Deregulated cell cycle progression and gene regulation in cancer cells exposes vulnerabilities that can be exploited in developing new therapies. For example, CDK7 is an important protein kinase that controls cell cycle progression through the phosphorylation of cyclin-CDKs and transcription initiation by phosphorylating RNA polymerase II. Here Patel, Periyasamy and colleagues describe a new CDK7 inhibitor, ICEC0942 (CT7001), which effectively inhibits tumour cell growth, both as a single agent and in combination with hormonal therapies in estrogen receptor-positive breast cancer cells. Good pharmacological characteristics, including oral bioavailability, highlight potential for the clinical development of ICEC0942, with Phase I trials now underway (clinicaltrials.gov: NCT03363893).

Glioblastoma is the most common and lethal form of primary brain tumor with a dismal median survival of 14.5 months. Cancer genomics studies have identified a wealth of new genetic targets, many of which amenable to silencing by oligonucleotide drugs, such as small interfering RNAs (siRNAs). Here, Osborn, Coles, and colleagues have demonstrated that administration of metabolically stabilized, cholesterol-conjugated, self-delivering siRNA (hsiRNA) supports widespread tumor distribution and highly efficient gene silencing in established, orthotopic gliomas. Direct delivery of hsiRNAs allows straightforward in vivo target validation, a critical step to the development of effective therapeutics for these devastating tumors.

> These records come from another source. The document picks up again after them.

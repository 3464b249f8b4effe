//! Core node trait and context types.

use dasp_graph::{Buffer, Input};

/// Samples per processing block. Fixed by `dasp_graph`.
pub const BLOCK_SIZE: usize = 64;

/// Information available during audio processing.
///
/// Passed to every [`AudioNode::process`] call.
#[derive(Clone, Copy, Debug)]
pub struct ProcessContext {
    /// Sample rate of the graph in Hz (e.g., 44100, 48000)
    pub sample_rate: u32,
    /// Number of samples per buffer (always [`BLOCK_SIZE`])
    pub buffer_size: usize,
}

/// Unique identifier for a node within an engine.
///
/// Ids are never reused, so a freshly built graph always has ids that were
/// not seen before.
#[derive(Clone, Copy, PartialEq, Eq, Hash, Debug, PartialOrd, Ord)]
pub struct NodeId(pub(crate) u32);

impl NodeId {
    /// Raw numeric value, mostly useful in logs and tests.
    pub fn raw(&self) -> u32 {
        self.0
    }
}

/// The core trait for audio processing nodes.
///
/// Nodes can be:
/// - **Sources**: generate audio (0 inputs, 1+ outputs) - oscillators, noise players
/// - **Effects**: process audio (1+ inputs, 1+ outputs) - gain, filters, panners
/// - **Sinks**: consume audio (1+ inputs, 0 outputs) - device outputs, ring buffers
///
/// # Message-Based Parameters
///
/// Instead of shared mutable state, nodes receive parameter updates via messages.
/// Define a message type and drain it at the start of `process()`:
///
/// ```
/// use calmwave::{AudioNode, ProcessContext};
/// use dasp_graph::{Buffer, Input};
///
/// enum HumMessage {
///     SetLevel(f32),
/// }
///
/// struct Hum {
///     level: f32,
///     phase: f32,
/// }
///
/// impl AudioNode for Hum {
///     type Message = HumMessage;
///
///     fn process(
///         &mut self,
///         ctx: &ProcessContext,
///         messages: impl Iterator<Item = HumMessage>,
///         _inputs: &[Input],
///         outputs: &mut [Buffer],
///     ) {
///         for msg in messages {
///             match msg {
///                 HumMessage::SetLevel(l) => self.level = l,
///             }
///         }
///
///         for sample in outputs[0].iter_mut() {
///             *sample = (self.phase * std::f32::consts::TAU).sin() * self.level;
///             self.phase = (self.phase + 60.0 / ctx.sample_rate as f32) % 1.0;
///         }
///     }
/// }
/// ```
///
/// Nodes without runtime parameters use `()` as their message type.
pub trait AudioNode: Send + 'static {
    /// Message type for parameter updates.
    type Message: Send + 'static;

    /// Process one block of audio.
    ///
    /// Called once per block. Implementations should:
    /// 1. Drain and handle all pending messages
    /// 2. Read from `inputs` (if any)
    /// 3. Write to `outputs`
    fn process(
        &mut self,
        ctx: &ProcessContext,
        messages: impl Iterator<Item = Self::Message>,
        inputs: &[Input],
        outputs: &mut [Buffer],
    );

    /// Number of audio inputs (0 for sources).
    fn num_inputs(&self) -> usize { 0 }

    /// Number of audio output channels.
    fn num_outputs(&self) -> usize { 1 }
}

/// Mix every input into `outputs`, upmixing mono inputs to all channels.
///
/// Effects that accept several upstream connections call this first and
/// then work on `outputs` in place.
pub(crate) fn sum_inputs(inputs: &[Input], outputs: &mut [Buffer]) {
    for buf in outputs.iter_mut() {
        buf.iter_mut().for_each(|s| *s = 0.0);
    }

    for input in inputs {
        let buffers = input.buffers();
        if buffers.is_empty() {
            continue;
        }

        for (out_ch, out_buf) in outputs.iter_mut().enumerate() {
            let in_buf = &buffers[out_ch.min(buffers.len() - 1)];
            for (out_sample, in_sample) in out_buf.iter_mut().zip(in_buf.iter()) {
                *out_sample += *in_sample;
            }
        }
    }
}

Chemotherapy-induced autophagy is a proposed mechanism of chemoresistance and potential therapeutic target in osteosarcoma. Here, Livingston and colleagues report the occurrence and prognostic significance of autophagy and heat shock protein 27 (HSP27) in osteosarcoma patients. Autophagy, as measured by punctate LC3B expression (LC3B+), was increased in post-treatment specimens and highest in osteosarcoma metastasis. Following preoperative chemotherapy, expression of HSP27 was associated with poor survival whereas LC3B+ expression conferred a favorable prognosis. These results identify novel prognostic biomarkers in osteosarcoma and support further investigation into targeting HSP27 or modulating autophagy in osteosarcoma treatment.

In this article, Durbin and colleagues demonstrate how a mechanistic model can determine key inefficiencies in the processing of an antibody-drug conjugates (ADC) at the cellular level. Using techniques such as imaging flow cytometry and mass spectrometry, the cellular ADC processing steps (i.e., binding, internalization, lysosomal processing, and intracellular drug accumulation) were analyzed and integrated into a novel model. Sensitivity analysis then highlighted parameters that, when modified, would ultimately yield the highest increase in intracellular free drug levels. These outcomes are important for understanding the steps driving ADC uptake and which steps could be improved upon in future rounds of drug development.